The Company's composite average oil price increased 8% to $18.78 per barrel in
the second quarter of 1997 from $17.47 per barrel in the second quarter of 1996.
As a result of hedging transactions, the Company's second quarter 1996 average
oil price was reduced by $3.18 per barrel from the average price that would have
otherwise been received.  No hedging transactions were in place during the
second quarter of 1997.  Primarily as a result of the increase in production,
oil and gas revenues increased 3% to $7.2 million in the second quarter of 1997
from $6.9 million in the second quarter of 1996.  Plant processing revenues
decreased 22% to $357,000 from $459,000 primarily as a result of the Company's
sale of a portion of its interest in the Canadian Hanlan-Robb gas processing
plant in May 1996.

  Production Costs.  Production costs increased 5% to $1.8 million in the second
quarter of 1997 compared to $1.7 million in the second quarter of 1996, while
production costs per BOE decreased 4% to $3.02 per BOE from $3.16 per BOE.

  Depreciation, Depletion & Amortization (DD&A).  Total DD&A increased 33% to
$4.1 million in the second quarter of 1997 from $3.1 million in the second
quarter of 1996, primarily as a result of the increase in the oil and gas DD&A
rate to $6.25 per BOE from $5.00 per BOE.  The increase in the DD&A rate
primarily reflects the impact of the year-end 1996 reduction in proved reserves
due to the lack of commercial oil response at the Company's Richardson-Mueller
Caddo Unit waterflood project in northern Texas.

                                       7
<PAGE>
 
  General and Administrative Expenses.  General and administrative expenses
increased 12% to $1.35 million in the second quarter of 1997 from $1.2 million
in the second quarter of 1996.  This increase  is  largely due to an increase in
contract and temporary personnel associated with the Millarville Acquisition and
other ongoing projects coupled with a decrease in the Company's drilling and
operating overhead recoveries which reduce general and administrative expenses.

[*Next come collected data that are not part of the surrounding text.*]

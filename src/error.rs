use crate::{Coordinate, PlacementError, Tile};
use std::collections::HashSet;
use std::time::Duration;
use thiserror::Error;

/// A submitted [turn action](crate::TurnAction) broke the rules. The player is at fault and
/// gets eliminated.
#[derive(Debug, Clone, Eq, PartialEq, Error)]
pub enum RuleViolation {
    /// The placed [tiles](Tile) cannot be put on the board.
    #[error("illegal placement: {0:?}")]
    IllegalPlacement(HashSet<PlacementError>),
    /// The placed [tiles](Tile) are not all held by the player.
    #[error("placed tiles not held in hand: {tiles:?}")]
    TilesNotInHand {
        /// [Tiles](Tile) placed without a matching [tile](Tile) in the hand.
        tiles: Vec<Tile>,
    },
    /// The bag does not hold enough [tiles](Tile) to replace the hand.
    #[error("cannot exchange {hand_len} tiles with {bag_len} tiles left in the bag")]
    CannotExchange {
        /// The number of [tiles](Tile) in the player's hand.
        hand_len: usize,
        /// The number of [tiles](Tile) left in the bag.
        bag_len: usize,
    },
}

/// A failure reported by a [player](crate::Player) implementation, whatever its transport.
#[derive(Debug, Clone, Eq, PartialEq, Error)]
pub enum PlayerError {
    /// The connection to the player is gone.
    #[error("player disconnected")]
    Disconnected,
    /// The player answered with data that cannot be understood.
    #[error("malformed response: {0}")]
    Malformed(String),
    /// Anything else that went wrong on the player's side.
    #[error("{0}")]
    Other(String),
}

/// The player capability that was being called.
#[derive(Debug, Copy, Clone, Eq, PartialEq, Hash)]
pub enum Call {
    /// [Player::name](crate::Player::name)
    Name,
    /// [Player::set_up](crate::Player::set_up)
    SetUp,
    /// [Player::take_turn](crate::Player::take_turn)
    TakeTurn,
    /// [Player::new_tiles](crate::Player::new_tiles)
    NewTiles,
    /// [Player::win](crate::Player::win)
    Win,
}

/// A call into a [player](crate::Player) failed or did not return in time. The player is at
/// fault and gets eliminated.
#[derive(Debug, Clone, Eq, PartialEq, Error)]
pub enum ProtocolFault {
    /// The call returned an error.
    #[error("{call:?} failed: {source}")]
    Failed {
        /// The capability being called.
        call: Call,
        /// The error returned by the player.
        source: PlayerError,
    },
    /// The call did not return within its time budget.
    #[error("{call:?} timed out after {}ms", .after.as_millis())]
    TimedOut {
        /// The capability being called.
        call: Call,
        /// The time budget of the call.
        after: Duration,
    },
}

/// Why a player was eliminated.
#[derive(Debug, Clone, Eq, PartialEq, Error)]
pub enum Fault {
    /// See [RuleViolation].
    #[error(transparent)]
    Rule(#[from] RuleViolation),
    /// See [ProtocolFault].
    #[error(transparent)]
    Protocol(#[from] ProtocolFault),
}

/// A failure reported by an [observer](crate::Observer). It is logged and otherwise ignored.
#[derive(Debug, Clone, Eq, PartialEq, Error)]
#[error("observer failed: {0}")]
pub struct ObserverError(pub String);

/// Describes the reason why a [Referee](crate::Referee) could not be created.
#[derive(Debug, Clone, Eq, PartialEq, Hash)]
pub enum NewError {
    /// Attempting to start with no players.
    EmptyPlayers,
    /// Attempting to start with fewer players than required.
    NotEnoughPlayers {
        /// The number of registered players.
        players_len: usize,
        /// The minimum number of players.
        min_players: usize,
    },
    /// Attempting to start with more players than allowed.
    TooManyPlayers {
        /// The number of registered players.
        players_len: usize,
        /// The maximum number of players.
        max_players: usize,
    },
    /// Attempting to start with an empty bag.
    EmptyBag,
    /// Attempting to start with empty hands.
    EmptyHands,
    /// Attempting to request more [tiles](Tile) than [tiles](Tile) in the bag.
    NotEnoughTiles {
        /// The number of [tiles](Tile) requested for hands and the first board tile.
        requested_tiles: usize,
        /// The number of available [tiles](Tile) in the bag.
        tiles_in_bag: usize,
    },
    /// Attempting to create more [tiles](Tile) than the [tile limit](crate::TILE_LIMIT).
    TooManyTiles {
        /// The number of [tiles](Tile) being created in the bag.
        tiles_in_bag: usize,
    },
    /// A received state holds a different number of player records than players.
    PlayerRecordsMismatch {
        /// The number of registered players.
        players_len: usize,
        /// The number of player records.
        records_len: usize,
    },
    /// A received board names the same cell twice.
    RepeatedCells {
        /// The cells named more than once, sorted.
        coordinates: Vec<Coordinate>,
    },
}

/// Describes the reason why a configuration file could not be loaded.
#[derive(Debug, Error)]
pub enum ConfigError {
    /// The file could not be read.
    #[error("failed to read config: {0}")]
    Read(#[from] std::io::Error),
    /// The file is not valid TOML for a [ServerConfig](crate::ServerConfig).
    #[error("failed to parse config: {0}")]
    Parse(#[from] toml::de::Error),
}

  Investment and Other Income.  Investment and other income decreased 49% to
$132,000 in the second quarter of 1997 from $258,000 in the second quarter of
1996 as more cash was available for investing during the second quarter of 1996.

  Interest Expense.  Interest expense decreased 11% to $796,000 in the second
quarter of 1997 from $892,000 in the second quarter of 1996, due to a reduction
in average outstanding debt between periods.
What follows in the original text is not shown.